Monday, February 06, 2006

My Super Bowl Wrapup Like Every Other Blogger

The NFL's regular season parity continued in its biggest game last night. I thought it was a decent game that was just entertaining enough as neither team was impressive and only a play or two changed the whole game. There seemed to be too many questionable calls for a Super Bowl crew. Granted, the better team did win the game (you have to give credit to Pittsburgh who had the toughest route anyone could have to the game by winning 3 games on the road), but still some of those calls left everyone shaking their heads. There was the holding penalty that negated a long Seattle pass down to the Pittsburgh 1-yard line, the 15-yard penalty on Hasselback's tackle after his interception, the no-call collar tackle, and the holding call on Warrick's long punt return. At least those are what I remember them, how I remember them.

It's always nice to be inside while it's a Detroit winter outside (though it only got 1.5 inches).

As far as Roethlisberger's rushing TD, I didn't think he clearly made it, but you have to go with the call on the field. It should be noted that the official who made the call first put his fist up to signal fourth down, and then changed it to a TD. Also, I have one conspiracy theory to throw out there...once the Seahawks realized they really weren't going to win, Holmgren went for the possible TD (instead of a field goal) so he could try for the 2-point conversion. Had the TD and conversion been successful, Seattle would have beaten the spread of Pittsburgh by 4. Sure it's doubtful, but it helps explain why the field goal wasn't kicked first (of course the Seattle kicker was only 1/3 that night, but it's fun to play with conspiracy theories).

The gatorade bath is overdone except when your team wins.

I had no vested interest in either team, but I'd hate to be a Seattle fan. Sure it was the best year in the franchise's history, but if only a few plays went their way and some of the phantom penalties had not been called, the outcome may have been different.
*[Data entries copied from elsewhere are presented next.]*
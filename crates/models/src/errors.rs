use thiserror::Error;

#[derive(Debug, Error, Clone, PartialEq, Eq)]
pub enum ModelError {
    #[error("expected SI or NO, got `{0}`")]
    InvalidYesNo(String),
}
It would have also helped their fans if their players held on to some key throws during the game after getting hit and if their punter could actually not kick have a touchback called on every punt. It's funny that in the three major sports (or four if you want to be kind to hockey), the losing Super Bowl team always seems to be the worst loser, yet they did finish in second place. The losing MLB or NBA team never seems to take it so bad that it lost in the finals.

You had a great run, but it's hard to beat a team of destiny with all of the Steelers' playoff breaks.

I understand the cheesy idea the NFL had with the National Anthem by bringing a New Orleans singer to Detroit to sing with one of its motown vocalists, but it didn't work. Nevermind that my short attention span already moved past New Orleans issues post-Katrina, but Aaron Neville and Dr. John (who is Dr. John? I know my musical knowledge is slim to none, but I've never heard of him) didn't do anything for the song's well-being. Detroit's Aretha Franklin proved she still has the pipes and should have sang by herself. Neville's falsetto voice is not right for the song while Franklin not only sounded better, but fortunately for us, she drowned his voice when they were singing together at the end.

If only the NFL had let Aretha sing the whole thing.

I also thought the halftime show was weak. The Rolling Stones made great music, but they can't perform it as well anymore. The sound was off, Mick Jagger showed his midriff to let us all know he has a woman's figure thanks to all of the illegal things he has ingested, and his voice sounded like his mouth was full of marbles. Would you have understood any of the words if you hadn't already heard the song a million times before? I also was surprised at the young'uns in the audience. I'm sure some of them were 1/3 of Mick's age. Look, I'd keep going if I could still get paid to rock when I'm that old, though you've gotta call it quits when you're more likely to break a hip trying to dance than have another hit song.

I know I'm way past my prime, but if the NFL's going to pay me, why not?

I felt the commercials were very strong this year, especially those in the first half. I didn't agree with some of USA Today's rankings, but then again, legit ad viewers (like ourselves) know it's always skewed toward earlier played ads. I had lots of favorites: beer ad where the bottles were hidden in the office, caveman/FedEx, streaking lamb(?), Ameriquest's we don't judge ads were funny, Bud's ad with the fan cards to show the beer pouring and drinking was really creative, touch football, stunt city (but it was a little too busy for a tv ad), and chimps celebrating a good or bad fiscal year. As usual, some of the best commercials made me not remember what it was for in the first place, but such is Super Bowl advertising. There were misses as well, but I've tried to forget them. Until next year when I resume my hatred of the TFW and hope the Giants fall on the good side of the league's parity.